Assigned task ▸ The lines from the top of the data down to the line with "i32, disc: Disc)" should be repeated exactly, both ends included.

Stored data entries ▸
==============================
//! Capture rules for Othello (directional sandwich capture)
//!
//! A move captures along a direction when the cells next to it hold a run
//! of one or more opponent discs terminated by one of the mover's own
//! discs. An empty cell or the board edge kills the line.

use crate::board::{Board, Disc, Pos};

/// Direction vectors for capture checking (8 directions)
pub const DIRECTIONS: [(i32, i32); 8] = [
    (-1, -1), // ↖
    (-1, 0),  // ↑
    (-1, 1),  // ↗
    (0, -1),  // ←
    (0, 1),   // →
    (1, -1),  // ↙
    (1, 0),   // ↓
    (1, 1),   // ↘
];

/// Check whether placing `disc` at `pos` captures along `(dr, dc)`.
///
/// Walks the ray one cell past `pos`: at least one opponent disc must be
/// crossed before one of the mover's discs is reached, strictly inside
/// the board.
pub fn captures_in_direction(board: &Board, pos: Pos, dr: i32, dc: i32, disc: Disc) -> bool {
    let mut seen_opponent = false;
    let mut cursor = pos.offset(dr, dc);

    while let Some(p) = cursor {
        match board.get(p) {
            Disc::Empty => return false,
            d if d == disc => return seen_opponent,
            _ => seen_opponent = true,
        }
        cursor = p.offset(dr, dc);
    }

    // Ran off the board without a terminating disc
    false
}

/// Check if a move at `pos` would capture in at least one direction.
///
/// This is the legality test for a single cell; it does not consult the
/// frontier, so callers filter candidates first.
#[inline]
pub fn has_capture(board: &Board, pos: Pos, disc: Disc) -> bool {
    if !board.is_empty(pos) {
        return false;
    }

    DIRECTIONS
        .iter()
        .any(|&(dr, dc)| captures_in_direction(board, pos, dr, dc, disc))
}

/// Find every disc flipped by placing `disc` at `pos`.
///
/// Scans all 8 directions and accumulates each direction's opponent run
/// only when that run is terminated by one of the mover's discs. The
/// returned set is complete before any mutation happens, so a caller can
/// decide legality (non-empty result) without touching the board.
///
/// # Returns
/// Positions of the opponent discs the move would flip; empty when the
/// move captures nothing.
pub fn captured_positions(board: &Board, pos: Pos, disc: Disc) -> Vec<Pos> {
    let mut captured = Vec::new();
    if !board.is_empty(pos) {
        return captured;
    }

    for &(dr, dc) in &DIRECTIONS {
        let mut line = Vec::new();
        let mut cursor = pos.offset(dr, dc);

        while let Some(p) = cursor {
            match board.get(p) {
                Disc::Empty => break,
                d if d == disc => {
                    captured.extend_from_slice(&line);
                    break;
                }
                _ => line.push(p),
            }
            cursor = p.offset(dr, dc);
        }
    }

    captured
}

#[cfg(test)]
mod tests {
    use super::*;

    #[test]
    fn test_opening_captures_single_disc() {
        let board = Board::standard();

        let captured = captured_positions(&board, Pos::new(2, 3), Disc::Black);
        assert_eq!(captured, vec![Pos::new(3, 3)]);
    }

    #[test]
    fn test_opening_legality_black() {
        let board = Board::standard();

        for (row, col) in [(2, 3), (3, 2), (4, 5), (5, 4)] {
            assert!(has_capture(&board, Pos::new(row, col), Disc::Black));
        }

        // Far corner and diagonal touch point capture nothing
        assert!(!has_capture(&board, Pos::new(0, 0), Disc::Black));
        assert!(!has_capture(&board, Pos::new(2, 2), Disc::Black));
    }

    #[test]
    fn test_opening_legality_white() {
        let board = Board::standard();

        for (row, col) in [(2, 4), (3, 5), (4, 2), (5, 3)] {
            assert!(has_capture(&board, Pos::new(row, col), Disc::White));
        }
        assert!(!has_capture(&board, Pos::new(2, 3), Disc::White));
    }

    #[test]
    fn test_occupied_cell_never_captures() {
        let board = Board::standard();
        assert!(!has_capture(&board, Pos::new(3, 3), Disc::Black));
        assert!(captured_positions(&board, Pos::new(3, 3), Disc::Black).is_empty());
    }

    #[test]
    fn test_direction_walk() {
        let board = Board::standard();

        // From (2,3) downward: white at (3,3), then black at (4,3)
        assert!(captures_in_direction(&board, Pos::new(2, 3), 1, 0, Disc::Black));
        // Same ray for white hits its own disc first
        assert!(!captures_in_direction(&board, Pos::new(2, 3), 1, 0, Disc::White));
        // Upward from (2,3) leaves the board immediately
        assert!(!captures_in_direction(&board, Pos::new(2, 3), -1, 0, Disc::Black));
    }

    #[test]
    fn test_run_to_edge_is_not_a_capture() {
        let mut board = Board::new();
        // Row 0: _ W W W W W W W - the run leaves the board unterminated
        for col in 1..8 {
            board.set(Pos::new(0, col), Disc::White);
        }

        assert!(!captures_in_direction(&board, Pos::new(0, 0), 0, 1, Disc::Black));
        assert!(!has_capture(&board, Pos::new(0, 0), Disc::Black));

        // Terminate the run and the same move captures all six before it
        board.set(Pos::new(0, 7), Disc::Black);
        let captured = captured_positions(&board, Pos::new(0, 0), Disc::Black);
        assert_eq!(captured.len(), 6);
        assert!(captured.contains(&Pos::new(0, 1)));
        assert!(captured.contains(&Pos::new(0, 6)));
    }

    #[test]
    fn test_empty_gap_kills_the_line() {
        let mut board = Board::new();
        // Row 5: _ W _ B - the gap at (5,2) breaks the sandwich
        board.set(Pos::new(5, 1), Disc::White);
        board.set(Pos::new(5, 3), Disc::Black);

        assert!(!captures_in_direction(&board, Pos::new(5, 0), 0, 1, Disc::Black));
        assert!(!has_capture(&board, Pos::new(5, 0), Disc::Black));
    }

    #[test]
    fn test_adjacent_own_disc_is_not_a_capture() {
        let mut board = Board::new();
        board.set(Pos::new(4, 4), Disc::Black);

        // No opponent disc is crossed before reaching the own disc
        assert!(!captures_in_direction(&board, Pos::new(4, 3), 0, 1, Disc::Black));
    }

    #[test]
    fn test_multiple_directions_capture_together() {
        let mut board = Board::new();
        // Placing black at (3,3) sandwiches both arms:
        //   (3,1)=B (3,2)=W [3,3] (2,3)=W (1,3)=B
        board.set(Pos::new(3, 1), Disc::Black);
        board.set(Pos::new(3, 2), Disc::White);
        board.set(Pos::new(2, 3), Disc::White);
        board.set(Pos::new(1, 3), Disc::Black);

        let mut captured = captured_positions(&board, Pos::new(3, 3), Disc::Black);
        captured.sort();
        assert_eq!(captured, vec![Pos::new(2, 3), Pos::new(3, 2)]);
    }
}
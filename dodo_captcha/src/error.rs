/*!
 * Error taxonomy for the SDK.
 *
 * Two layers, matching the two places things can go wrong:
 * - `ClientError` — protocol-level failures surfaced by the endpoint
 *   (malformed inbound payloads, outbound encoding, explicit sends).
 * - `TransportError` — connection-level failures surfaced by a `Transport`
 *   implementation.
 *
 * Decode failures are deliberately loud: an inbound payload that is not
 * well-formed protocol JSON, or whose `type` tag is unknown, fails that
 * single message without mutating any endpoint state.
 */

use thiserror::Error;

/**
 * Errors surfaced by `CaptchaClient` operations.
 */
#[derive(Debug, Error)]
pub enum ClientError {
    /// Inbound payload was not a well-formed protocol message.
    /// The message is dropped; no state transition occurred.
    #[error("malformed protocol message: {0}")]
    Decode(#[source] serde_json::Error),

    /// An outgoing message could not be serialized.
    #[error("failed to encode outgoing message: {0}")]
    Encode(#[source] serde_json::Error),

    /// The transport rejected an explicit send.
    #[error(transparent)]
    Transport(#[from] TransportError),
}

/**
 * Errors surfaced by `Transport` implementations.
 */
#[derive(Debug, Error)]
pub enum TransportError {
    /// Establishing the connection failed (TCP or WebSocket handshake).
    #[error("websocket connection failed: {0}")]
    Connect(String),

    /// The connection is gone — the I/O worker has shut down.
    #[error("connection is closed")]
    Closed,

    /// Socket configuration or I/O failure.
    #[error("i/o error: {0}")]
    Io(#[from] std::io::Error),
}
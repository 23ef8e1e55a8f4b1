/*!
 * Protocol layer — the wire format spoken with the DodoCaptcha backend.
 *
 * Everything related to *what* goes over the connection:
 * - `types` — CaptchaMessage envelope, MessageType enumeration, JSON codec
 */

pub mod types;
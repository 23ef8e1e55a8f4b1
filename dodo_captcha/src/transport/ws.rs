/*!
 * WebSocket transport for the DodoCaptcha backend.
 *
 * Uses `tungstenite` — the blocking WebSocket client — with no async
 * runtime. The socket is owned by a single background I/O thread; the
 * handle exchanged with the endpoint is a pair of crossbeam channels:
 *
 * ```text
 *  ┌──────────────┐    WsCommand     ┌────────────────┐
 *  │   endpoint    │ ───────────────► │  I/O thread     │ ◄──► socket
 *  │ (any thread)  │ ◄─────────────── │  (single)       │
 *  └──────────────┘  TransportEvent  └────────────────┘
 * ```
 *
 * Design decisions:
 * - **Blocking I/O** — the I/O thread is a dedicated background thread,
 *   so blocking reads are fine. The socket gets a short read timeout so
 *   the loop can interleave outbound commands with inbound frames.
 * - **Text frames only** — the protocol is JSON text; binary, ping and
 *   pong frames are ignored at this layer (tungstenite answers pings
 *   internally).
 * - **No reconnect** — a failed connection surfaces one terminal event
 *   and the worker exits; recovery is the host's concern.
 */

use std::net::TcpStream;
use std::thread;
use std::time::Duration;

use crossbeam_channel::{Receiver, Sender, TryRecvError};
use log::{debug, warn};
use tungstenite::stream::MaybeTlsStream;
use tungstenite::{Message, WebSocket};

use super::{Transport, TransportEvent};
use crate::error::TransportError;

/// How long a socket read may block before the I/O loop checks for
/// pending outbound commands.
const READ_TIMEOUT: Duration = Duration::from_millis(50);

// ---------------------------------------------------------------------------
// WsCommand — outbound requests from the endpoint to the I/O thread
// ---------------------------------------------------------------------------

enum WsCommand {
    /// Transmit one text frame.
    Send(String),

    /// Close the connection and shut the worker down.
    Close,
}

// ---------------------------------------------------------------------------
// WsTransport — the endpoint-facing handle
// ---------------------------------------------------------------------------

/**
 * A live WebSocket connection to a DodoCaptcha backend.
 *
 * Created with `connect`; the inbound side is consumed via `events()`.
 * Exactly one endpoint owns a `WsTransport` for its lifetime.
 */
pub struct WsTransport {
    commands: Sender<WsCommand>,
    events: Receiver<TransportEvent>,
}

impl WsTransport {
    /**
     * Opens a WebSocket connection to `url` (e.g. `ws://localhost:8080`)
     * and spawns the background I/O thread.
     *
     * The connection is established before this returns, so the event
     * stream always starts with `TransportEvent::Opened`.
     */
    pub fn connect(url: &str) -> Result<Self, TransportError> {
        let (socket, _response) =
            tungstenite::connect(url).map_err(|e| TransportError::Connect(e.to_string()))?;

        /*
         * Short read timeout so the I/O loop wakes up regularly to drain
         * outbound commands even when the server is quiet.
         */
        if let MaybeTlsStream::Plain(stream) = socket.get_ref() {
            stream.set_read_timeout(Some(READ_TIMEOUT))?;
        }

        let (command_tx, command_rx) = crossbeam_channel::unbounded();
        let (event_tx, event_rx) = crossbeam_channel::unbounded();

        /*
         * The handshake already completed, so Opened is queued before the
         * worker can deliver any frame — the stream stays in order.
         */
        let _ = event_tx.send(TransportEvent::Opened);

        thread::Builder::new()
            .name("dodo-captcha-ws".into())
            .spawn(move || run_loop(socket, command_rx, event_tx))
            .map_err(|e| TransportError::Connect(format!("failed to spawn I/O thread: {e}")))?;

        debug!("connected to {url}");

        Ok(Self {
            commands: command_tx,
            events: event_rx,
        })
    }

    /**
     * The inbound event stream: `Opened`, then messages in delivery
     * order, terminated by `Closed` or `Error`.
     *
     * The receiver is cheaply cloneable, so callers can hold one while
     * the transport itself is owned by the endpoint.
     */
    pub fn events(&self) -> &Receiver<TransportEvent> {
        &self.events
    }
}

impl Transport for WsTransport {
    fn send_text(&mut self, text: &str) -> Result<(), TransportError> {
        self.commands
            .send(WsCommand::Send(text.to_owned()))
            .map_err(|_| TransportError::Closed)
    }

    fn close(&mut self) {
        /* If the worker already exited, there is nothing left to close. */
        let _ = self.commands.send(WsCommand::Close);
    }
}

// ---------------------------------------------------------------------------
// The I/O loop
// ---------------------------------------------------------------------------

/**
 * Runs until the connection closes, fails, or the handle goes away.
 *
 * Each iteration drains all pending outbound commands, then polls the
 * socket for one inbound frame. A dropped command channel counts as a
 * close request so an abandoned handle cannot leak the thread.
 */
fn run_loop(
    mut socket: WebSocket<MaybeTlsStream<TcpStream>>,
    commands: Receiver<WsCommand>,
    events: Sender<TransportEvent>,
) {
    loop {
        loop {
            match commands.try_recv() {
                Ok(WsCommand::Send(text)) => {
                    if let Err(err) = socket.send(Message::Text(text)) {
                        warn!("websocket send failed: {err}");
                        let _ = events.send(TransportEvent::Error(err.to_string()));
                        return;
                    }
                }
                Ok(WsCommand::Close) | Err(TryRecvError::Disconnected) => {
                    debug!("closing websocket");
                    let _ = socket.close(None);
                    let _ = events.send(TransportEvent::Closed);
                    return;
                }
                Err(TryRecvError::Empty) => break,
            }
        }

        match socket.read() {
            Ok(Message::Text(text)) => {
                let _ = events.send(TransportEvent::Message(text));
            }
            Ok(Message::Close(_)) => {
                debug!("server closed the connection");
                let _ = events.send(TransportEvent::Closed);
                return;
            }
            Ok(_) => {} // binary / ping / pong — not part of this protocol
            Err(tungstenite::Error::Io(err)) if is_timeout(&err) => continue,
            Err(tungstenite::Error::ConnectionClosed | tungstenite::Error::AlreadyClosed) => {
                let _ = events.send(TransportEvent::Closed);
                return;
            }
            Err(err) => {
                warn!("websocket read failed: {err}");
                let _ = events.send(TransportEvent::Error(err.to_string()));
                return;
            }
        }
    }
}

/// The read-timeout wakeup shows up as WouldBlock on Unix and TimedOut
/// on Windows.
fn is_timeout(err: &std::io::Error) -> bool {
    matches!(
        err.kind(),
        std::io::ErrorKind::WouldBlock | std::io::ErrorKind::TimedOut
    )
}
==============================
Answer to this task ▸
//! Capture rules for Othello (directional sandwich capture)
//!
//! A move captures along a direction when the cells next to it hold a run
//! of one or more opponent discs terminated by one of the mover's own
//! discs. An empty cell or the board edge kills the line.

use crate::board::{Board, Disc, Pos};

/// Direction vectors for capture checking (8 directions)
pub const DIRECTIONS: [(i32, i32); 8] = [
    (-1, -1), // ↖
    (-1, 0),  // ↑
    (-1, 1),  // ↗
    (0, -1),  // ←
    (0, 1),   // →
    (1, -1),  // ↙
    (1, 0),   // ↓
    (1, 1),   // ↘
];

/// Check whether placing `disc` at `pos` captures along `(dr, dc)`.
///
/// Walks the ray one cell past `pos`: at least one opponent disc must be
/// crossed before one of the mover's discs is reached, strictly inside
/// the board.
pub fn captures_in_direction(board: &Board, pos: Pos, dr: i32, dc: i32, disc: Disc) -> bool {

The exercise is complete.